[Data items]
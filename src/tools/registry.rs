use std::{collections::HashMap, sync::Arc};

use super::traits::{Tool, ToolInfo};

/// Central registry of available tools.
///
/// Wrap in `Arc<Mutex<ToolRegistry>>` if registration must happen post-startup;
/// for a one-time setup at app launch, `Arc<ToolRegistry>` with a fully
/// populated registry is sufficient.
pub struct ToolRegistry {
    tools: HashMap<String, Arc<dyn Tool>>,
}

impl ToolRegistry {
    pub fn new() -> Self {
        Self {
            tools: HashMap::new(),
        }
    }

    /// Register a tool.  Overwrites any previous tool with the same name.
    pub fn register(&mut self, tool: Arc<dyn Tool>) {
        self.tools.insert(tool.name().to_string(), tool);
    }

    /// Look up a tool by name.
    pub fn get(&self, name: &str) -> Option<Arc<dyn Tool>> {
        self.tools.get(name).cloned()
    }

    /// List all registered tools (for inclusion in LLM `tools` arrays).
    pub fn list(&self) -> Vec<ToolInfo> {
        self.tools
            .values()
            .map(|t| ToolInfo {
                name: t.name().to_string(),
                description: t.description().to_string(),
                schema: t.parameters_schema(),
            })
            .collect()
    }

    /// Number of registered tools.
    pub fn len(&self) -> usize {
        self.tools.len()
    }

    pub fn is_empty(&self) -> bool {
        self.tools.is_empty()
    }

    /// Iterate over all registered tools (unfiltered).
    ///
    /// Returns an iterator yielding `(name, tool)` pairs.
    pub fn iter(&self) -> impl Iterator<Item = (&String, &Arc<dyn Tool>)> {
        self.tools.iter()
    }
}

impl Default for ToolRegistry {
    fn default() -> Self {
        Self::new()
    }
}

#[cfg(test)]
mod tests {
    use super::*;
    use async_trait::async_trait;
    use serde_json::{Value, json};

    use crate::tools::traits::ToolResult;

    struct DummyTool(&'static str);

    #[async_trait]
    impl Tool for DummyTool {
        fn name(&self) -> &str {
            self.0
        }
        fn description(&self) -> &str {
            "A test tool"
        }
        fn parameters_schema(&self) -> Value {
            json!({"type": "object"})
        }
        async fn execute(&self, _args: Value) -> Result<ToolResult, String> {
            Ok(ToolResult::ok("done"))
        }
    }

    #[test]
    fn register_and_get() {
        let mut reg = ToolRegistry::new();
        reg.register(Arc::new(DummyTool("dummy")));
        assert!(reg.get("dummy").is_some());
        assert!(reg.get("nonexistent").is_none());
    }

    #[test]
    fn list_returns_all() {
        let mut reg = ToolRegistry::new();
        reg.register(Arc::new(DummyTool("dummy")));
        let list = reg.list();
        assert_eq!(list.len(), 1);
        assert_eq!(list[0].name, "dummy");
    }

    #[test]
    fn overwrite_same_name() {
        let mut reg = ToolRegistry::new();
        reg.register(Arc::new(DummyTool("dummy")));
        reg.register(Arc::new(DummyTool("dummy")));
        assert_eq!(reg.len(), 1);
    }
}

EXERCISE INSTRUCTIONS >>
Verbatim reproduction of the entries is required.

ANSWER SECTION >>
filename src/tools/registry.rs
use std::{collections::HashMap, sync::Arc};

use super::traits::{Tool, ToolInfo};

/// Central registry of available tools.
///
/// Wrap in `Arc<Mutex<ToolRegistry>>` if registration must happen post-startup;
/// for a one-time setup at app launch, `Arc<ToolRegistry>` with a fully
/// populated registry is sufficient.
pub struct ToolRegistry {
    tools: HashMap<String, Arc<dyn Tool>>,
}

impl ToolRegistry {
    pub fn new() -> Self {
        Self {
            tools: HashMap::new(),
        }
    }

    /// Register a tool.  Overwrites any previous tool with the same name.
    pub fn register(&mut self, tool: Arc<dyn Tool>) {
        self.tools.insert(tool.name().to_string(), tool);
    }

    /// Look up a tool by name.
    pub fn get(&self, name: &str) -> Option<Arc<dyn Tool>> {
        self.tools.get(name).cloned()
    }

    /// List all registered tools (for inclusion in LLM `tools` arrays).
    pub fn list(&self) -> Vec<ToolInfo> {
        self.tools
            .values()
            .map(|t| ToolInfo {
                name: t.name().to_string(),
                description: t.description().to_string(),
                schema: t.parameters_schema(),
            })
            .collect()
    }

    /// Number of registered tools.
    pub fn len(&self) -> usize {
        self.tools.len()
    }

    pub fn is_empty(&self) -> bool {
        self.tools.is_empty()
    }

    /// Iterate over all registered tools (unfiltered).
    ///
    /// Returns an iterator yielding `(name, tool)` pairs.
    pub fn iter(&self) -> impl Iterator<Item = (&String, &Arc<dyn Tool>)> {
        self.tools.iter()
    }
}

impl Default for ToolRegistry {
    fn default() -> Self {
        Self::new()
    }
}

#[cfg(test)]
mod tests {
    use super::*;
    use async_trait::async_trait;
    use serde_json::{Value, json};

    use crate::tools::traits::ToolResult;

    struct DummyTool(&'static str);

    #[async_trait]
    impl Tool for DummyTool {
        fn name(&self) -> &str {
            self.0
        }
        fn description(&self) -> &str {
            "A test tool"
        }
        fn parameters_schema(&self) -> Value {
            json!({"type": "object"})
        }
        async fn execute(&self, _args: Value) -> Result<ToolResult, String> {
            Ok(ToolResult::ok("done"))
        }
    }

    #[test]
    fn register_and_get() {
        let mut reg = ToolRegistry::new();
        reg.register(Arc::new(DummyTool("dummy")));
        assert!(reg.get("dummy").is_some());
        assert!(reg.get("nonexistent").is_none());
    }

    #[test]
    fn list_returns_all() {
        let mut reg = ToolRegistry::new();
        reg.register(Arc::new(DummyTool("dummy")));
        let list = reg.list();
        assert_eq!(list.len(), 1);
        assert_eq!(list[0].name, "dummy");
    }

    #[test]
    fn overwrite_same_name() {
        let mut reg = ToolRegistry::new();
        reg.register(Arc::new(DummyTool("dummy")));
        reg.register(Arc::new(DummyTool("dummy")));
        assert_eq!(reg.len(), 1);
    }
}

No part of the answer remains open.